Gänsehaut bekomme ich, als ich den Prototypen der LS1 erblicke. Vor allem das charakteristische Pendelruder sticht hervor. Aber diese frühe Else hat noch Hinterkantenklappen anstatt der Schempp-Hirth-Bremsklappen. Um die Ecke findet sich auch das einzige je gebaute Exemplar des Rolladen-Schneider-Doppelsitzers Ornith – das erste Doppelsitzige Kunststoff-Segelflugzeug überhaupt. Konstruiert unter Verwendung des LS1-Rumpfes ist es eher ein Anderthalbsitzer, die Pedale des hinteren Sitzes sind fast auf Höhe des vorderen Steuerknüppels! Die Rüstmasse des Fliegers beträgt nur 285 Kilogramm, kein Vergleich mit heutigen Doppelsitzern. Später wurde der Hinterrumpf einer LS3 angebracht, sodass sie heute anstatt mit Pendelruder mit einer klassischen Höhenflosse zu sehen ist.
Dazwischen steht noch eine ganze Menge anderes geschichtsschwangeres Geflügel, und es lohnt sich wirklich für jeden Segelflieger, der Wasserkuppe mal einen Besuch abzustatten. Irgendwann werde ich hier bestimmt mal herkommen, um den Habicht zu fliegen. Und ehrlich: Ich freue mich drauf!

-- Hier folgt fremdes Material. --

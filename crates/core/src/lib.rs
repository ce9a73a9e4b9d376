//! Umbrella session orchestration.
//!
//! [`UmbrellaDriver`] accepts WebDriver session requests, resolves the
//! backend for the requested platform, tracks live sessions and routes
//! every later command to the backend that owns it. Every public operation
//! answers with an [`Envelope`](umbra_protocol::Envelope) instead of failing.
//!
//! ```ignore
//! let umbrella = UmbrellaDriver::new(ServerArgs::default());
//! let created = umbrella.create_session(NewSessionRequest::w3c(caps)).await;
//! ```

mod dispatch;
mod observer;
mod orchestrator;

pub use dispatch::{SessionSummary, is_session_command, is_umbrella_command};
pub use orchestrator::{CleanupFailure, CleanupOptions, CleanupReport, CreatedSession, UmbrellaDriver, UmbrellaEnvelope};
pub use umbra_protocol as protocol;
pub use umbra_runtime as runtime;
//! Static driver registry.
//!
//! Maps platform identifiers and automation-engine names to backend
//! descriptors. Implementations are installed by explicit registration of a
//! [`DriverFactory`]; a descriptor without a factory is a known engine that
//! is not available in this build.

use std::collections::HashMap;
use std::fmt;
use std::sync::Arc;

use crate::driver::DriverFactory;

/// Canonical automation-engine names.
pub mod automation {
	/// Placeholder meaning "pick the platform default".
	pub const APPIUM: &str = "Appium";
	pub const UIAUTOMATOR2: &str = "UiAutomator2";
	pub const UIAUTOMATOR1: &str = "UiAutomator1";
	pub const XCUITEST: &str = "XCUITest";
	pub const YOUIENGINE: &str = "YouiEngine";
	pub const ESPRESSO: &str = "Espresso";
	pub const TIZEN: &str = "Tizen";
	pub const FAKE: &str = "Fake";
	pub const INSTRUMENTS: &str = "Instruments";
	pub const WINDOWS: &str = "Windows";
	pub const MAC: &str = "Mac";
	pub const MAC2: &str = "Mac2";
	pub const FLUTTER: &str = "Flutter";
	pub const SAFARI: &str = "Safari";
	pub const GECKO: &str = "Gecko";
}

/// Target platform named by the `platformName` capability.
#[derive(Debug, Clone, Copy, PartialEq, Eq, Hash)]
pub enum Platform {
	Fake,
	Android,
	Ios,
	Tvos,
	Windows,
	Mac,
	Tizen,
}

impl Platform {
	pub const ALL: [Platform; 7] = [
		Platform::Fake,
		Platform::Android,
		Platform::Ios,
		Platform::Tvos,
		Platform::Windows,
		Platform::Mac,
		Platform::Tizen,
	];

	/// Case-insensitive lookup. `appletvos` is accepted as an alias of `tvos`.
	pub fn parse(name: &str) -> Option<Self> {
		match name.to_ascii_lowercase().as_str() {
			"fake" => Some(Platform::Fake),
			"android" => Some(Platform::Android),
			"ios" => Some(Platform::Ios),
			"tvos" | "appletvos" => Some(Platform::Tvos),
			"windows" => Some(Platform::Windows),
			"mac" => Some(Platform::Mac),
			"tizen" => Some(Platform::Tizen),
			_ => None,
		}
	}

	pub fn as_str(self) -> &'static str {
		match self {
			Platform::Fake => "fake",
			Platform::Android => "android",
			Platform::Ios => "ios",
			Platform::Tvos => "tvos",
			Platform::Windows => "windows",
			Platform::Mac => "mac",
			Platform::Tizen => "tizen",
		}
	}
}

impl fmt::Display for Platform {
	fn fmt(&self, f: &mut fmt::Formatter<'_>) -> fmt::Result {
		f.write_str(self.as_str())
	}
}

/// A registered automation engine.
#[derive(Debug, Clone, PartialEq, Eq)]
pub struct DriverDescriptor {
	/// Canonical automation name (`automationName` capability value).
	pub automation_name: String,
	/// Display name of the implementation; identifies the driver type.
	pub driver_name: String,
	/// Package the implementation ships in.
	pub package: String,
}

impl DriverDescriptor {
	pub fn new(automation_name: impl Into<String>, driver_name: impl Into<String>, package: impl Into<String>) -> Self {
		Self {
			automation_name: automation_name.into(),
			driver_name: driver_name.into(),
			package: package.into(),
		}
	}
}

const BUILTIN_DRIVERS: &[(&str, &str, &str)] = &[
	(automation::UIAUTOMATOR2, "AndroidUiautomator2Driver", "appium-uiautomator2-driver"),
	(automation::XCUITEST, "XCUITestDriver", "appium-xcuitest-driver"),
	(automation::YOUIENGINE, "YouiEngineDriver", "appium-youiengine-driver"),
	(automation::FAKE, "FakeDriver", "umbra-runtime"),
	(automation::UIAUTOMATOR1, "AndroidDriver", "appium-android-driver"),
	(automation::INSTRUMENTS, "IosDriver", "appium-ios-driver"),
	(automation::WINDOWS, "WindowsDriver", "appium-windows-driver"),
	(automation::MAC, "MacDriver", "appium-mac-driver"),
	(automation::MAC2, "Mac2Driver", "appium-mac2-driver"),
	(automation::ESPRESSO, "EspressoDriver", "appium-espresso-driver"),
	(automation::TIZEN, "TizenDriver", "appium-tizen-driver"),
	(automation::FLUTTER, "FlutterDriver", "appium-flutter-driver"),
	(automation::SAFARI, "SafariDriver", "appium-safari-driver"),
	(automation::GECKO, "GeckoDriver", "appium-geckodriver"),
];

/// Outcome of a registry lookup.
pub enum Lookup<'a> {
	/// No engine with that name.
	Missing,
	/// Known engine without an installed implementation.
	Unloadable(&'a DriverDescriptor),
	Loaded(&'a DriverDescriptor, Arc<dyn DriverFactory>),
}

/// Automation-engine table, immutable once handed to the orchestrator.
#[derive(Clone, Default)]
pub struct DriverRegistry {
	/// Keyed by lower-cased automation name.
	descriptors: HashMap<String, DriverDescriptor>,
	factories: HashMap<String, Arc<dyn DriverFactory>>,
}

impl fmt::Debug for DriverRegistry {
	fn fmt(&self, f: &mut fmt::Formatter<'_>) -> fmt::Result {
		let mut installed: Vec<&str> = self.factories.keys().map(String::as_str).collect();
		installed.sort_unstable();
		f.debug_struct("DriverRegistry")
			.field("descriptors", &self.descriptors.len())
			.field("installed", &installed)
			.finish()
	}
}

impl DriverRegistry {
	/// Registry with no engines at all.
	pub fn empty() -> Self {
		Self::default()
	}

	/// Registry preloaded with the built-in engine table and no implementations.
	pub fn builtin() -> Self {
		BUILTIN_DRIVERS
			.iter()
			.fold(Self::empty(), |registry, (automation_name, driver_name, package)| {
				registry.with_descriptor(DriverDescriptor::new(*automation_name, *driver_name, *package))
			})
	}

	pub fn with_descriptor(mut self, descriptor: DriverDescriptor) -> Self {
		self.descriptors
			.insert(descriptor.automation_name.to_ascii_lowercase(), descriptor);
		self
	}

	/// Installs the implementation for `automation_name`.
	///
	/// Engines missing from the table are added with the factory's driver name.
	pub fn with_factory(mut self, automation_name: &str, factory: Arc<dyn DriverFactory>) -> Self {
		let key = automation_name.to_ascii_lowercase();
		self.descriptors.entry(key.clone()).or_insert_with(|| {
			DriverDescriptor::new(automation_name, factory.driver_name(), factory.driver_name())
		});
		self.factories.insert(key, factory);
		self
	}

	pub fn descriptor(&self, automation_name: &str) -> Option<&DriverDescriptor> {
		self.descriptors.get(&automation_name.to_ascii_lowercase())
	}

	pub fn lookup(&self, automation_name: &str) -> Lookup<'_> {
		let key = automation_name.to_ascii_lowercase();
		match (self.descriptors.get(&key), self.factories.get(&key)) {
			(None, _) => Lookup::Missing,
			(Some(descriptor), None) => Lookup::Unloadable(descriptor),
			(Some(descriptor), Some(factory)) => Lookup::Loaded(descriptor, Arc::clone(factory)),
		}
	}

	/// All known descriptors, sorted by automation name.
	pub fn descriptors(&self) -> Vec<&DriverDescriptor> {
		let mut all: Vec<&DriverDescriptor> = self.descriptors.values().collect();
		all.sort_by(|a, b| a.automation_name.cmp(&b.automation_name));
		all
	}

	pub fn is_installed(&self, automation_name: &str) -> bool {
		self.factories.contains_key(&automation_name.to_ascii_lowercase())
	}
}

Hi Lars, wegen des Fahrwerks beim Discus, ne Idee: wenn Du die Trimmung gut eingestellt hast, kannst Du auch für einen Moment lang den Steuerknüppel loslassen und brauchst dann beim Ausfahren des Fahrwerks nicht umgreifen. Das Flugzeug fliegt ja auch alleine, ohne das Du die Hand am Steuer hast, für eine Weile sauber weiter.